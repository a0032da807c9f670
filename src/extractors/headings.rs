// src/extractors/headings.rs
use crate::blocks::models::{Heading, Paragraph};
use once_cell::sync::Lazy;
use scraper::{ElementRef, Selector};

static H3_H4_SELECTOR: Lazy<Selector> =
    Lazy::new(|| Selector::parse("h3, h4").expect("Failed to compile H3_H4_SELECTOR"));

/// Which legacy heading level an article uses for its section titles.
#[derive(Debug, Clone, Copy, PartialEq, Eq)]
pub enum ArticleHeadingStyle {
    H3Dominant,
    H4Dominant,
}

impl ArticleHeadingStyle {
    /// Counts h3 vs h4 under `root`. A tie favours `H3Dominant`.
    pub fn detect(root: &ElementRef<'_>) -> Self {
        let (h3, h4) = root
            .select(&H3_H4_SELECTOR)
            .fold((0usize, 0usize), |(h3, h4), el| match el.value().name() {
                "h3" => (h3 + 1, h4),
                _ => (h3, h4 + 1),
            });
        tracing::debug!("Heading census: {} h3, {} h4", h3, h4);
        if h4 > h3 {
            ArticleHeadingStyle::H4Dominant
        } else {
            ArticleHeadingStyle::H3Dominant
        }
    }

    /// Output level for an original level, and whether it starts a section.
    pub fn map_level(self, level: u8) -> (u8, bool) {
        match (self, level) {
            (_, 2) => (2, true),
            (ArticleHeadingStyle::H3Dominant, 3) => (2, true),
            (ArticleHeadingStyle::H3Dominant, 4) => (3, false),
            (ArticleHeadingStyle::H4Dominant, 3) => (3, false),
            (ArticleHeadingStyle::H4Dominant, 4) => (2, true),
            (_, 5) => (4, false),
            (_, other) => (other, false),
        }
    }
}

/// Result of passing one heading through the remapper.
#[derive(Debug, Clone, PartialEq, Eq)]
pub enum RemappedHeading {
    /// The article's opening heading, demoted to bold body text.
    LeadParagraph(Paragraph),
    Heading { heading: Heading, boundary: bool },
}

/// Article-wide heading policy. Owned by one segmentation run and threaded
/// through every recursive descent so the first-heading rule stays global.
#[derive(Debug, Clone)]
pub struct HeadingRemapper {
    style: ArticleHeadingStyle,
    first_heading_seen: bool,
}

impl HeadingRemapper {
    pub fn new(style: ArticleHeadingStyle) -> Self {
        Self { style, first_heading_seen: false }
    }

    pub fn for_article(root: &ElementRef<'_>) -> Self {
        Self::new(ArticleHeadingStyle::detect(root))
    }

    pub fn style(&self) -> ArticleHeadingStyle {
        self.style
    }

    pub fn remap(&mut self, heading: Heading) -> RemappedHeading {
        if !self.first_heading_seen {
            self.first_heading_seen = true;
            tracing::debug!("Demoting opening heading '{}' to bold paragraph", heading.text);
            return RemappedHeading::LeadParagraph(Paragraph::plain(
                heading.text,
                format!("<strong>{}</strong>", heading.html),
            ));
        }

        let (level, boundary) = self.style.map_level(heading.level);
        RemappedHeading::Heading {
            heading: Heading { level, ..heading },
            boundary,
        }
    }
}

────

* Brief *
Please copy the material exactly, line for line.

* Result *
repository a0032da807c9f670
filename src/extractors/headings.rs
// src/extractors/headings.rs
use crate::blocks::models::{Heading, Paragraph};
use once_cell::sync::Lazy;
use scraper::{ElementRef, Selector};

static H3_H4_SELECTOR: Lazy<Selector> =
    Lazy::new(|| Selector::parse("h3, h4").expect("Failed to compile H3_H4_SELECTOR"));

/// Which legacy heading level an article uses for its section titles.
#[derive(Debug, Clone, Copy, PartialEq, Eq)]
pub enum ArticleHeadingStyle {
    H3Dominant,
    H4Dominant,
}

impl ArticleHeadingStyle {
    /// Counts h3 vs h4 under `root`. A tie favours `H3Dominant`.
    pub fn detect(root: &ElementRef<'_>) -> Self {
        let (h3, h4) = root
            .select(&H3_H4_SELECTOR)
            .fold((0usize, 0usize), |(h3, h4), el| match el.value().name() {
                "h3" => (h3 + 1, h4),
                _ => (h3, h4 + 1),
            });
        tracing::debug!("Heading census: {} h3, {} h4", h3, h4);
        if h4 > h3 {
            ArticleHeadingStyle::H4Dominant
        } else {
            ArticleHeadingStyle::H3Dominant
        }
    }

    /// Output level for an original level, and whether it starts a section.
    pub fn map_level(self, level: u8) -> (u8, bool) {
        match (self, level) {
            (_, 2) => (2, true),
            (ArticleHeadingStyle::H3Dominant, 3) => (2, true),
            (ArticleHeadingStyle::H3Dominant, 4) => (3, false),
            (ArticleHeadingStyle::H4Dominant, 3) => (3, false),
            (ArticleHeadingStyle::H4Dominant, 4) => (2, true),
            (_, 5) => (4, false),
            (_, other) => (other, false),
        }
    }
}

/// Result of passing one heading through the remapper.
#[derive(Debug, Clone, PartialEq, Eq)]
pub enum RemappedHeading {
    /// The article's opening heading, demoted to bold body text.
    LeadParagraph(Paragraph),
    Heading { heading: Heading, boundary: bool },
}

/// Article-wide heading policy. Owned by one segmentation run and threaded
/// through every recursive descent so the first-heading rule stays global.
#[derive(Debug, Clone)]
pub struct HeadingRemapper {
    style: ArticleHeadingStyle,
    first_heading_seen: bool,
}

impl HeadingRemapper {
    pub fn new(style: ArticleHeadingStyle) -> Self {
        Self { style, first_heading_seen: false }
    }

    pub fn for_article(root: &ElementRef<'_>) -> Self {
        Self::new(ArticleHeadingStyle::detect(root))
    }

    pub fn style(&self) -> ArticleHeadingStyle {
        self.style
    }

    pub fn remap(&mut self, heading: Heading) -> RemappedHeading {
        if !self.first_heading_seen {
            self.first_heading_seen = true;
            tracing::debug!("Demoting opening heading '{}' to bold paragraph", heading.text);
            return RemappedHeading::LeadParagraph(Paragraph::plain(
                heading.text,
                format!("<strong>{}</strong>", heading.html),
            ));
        }

        let (level, boundary) = self.style.map_level(heading.level);
        RemappedHeading::Heading {
            heading: Heading { level, ..heading },
            boundary,
        }
    }
}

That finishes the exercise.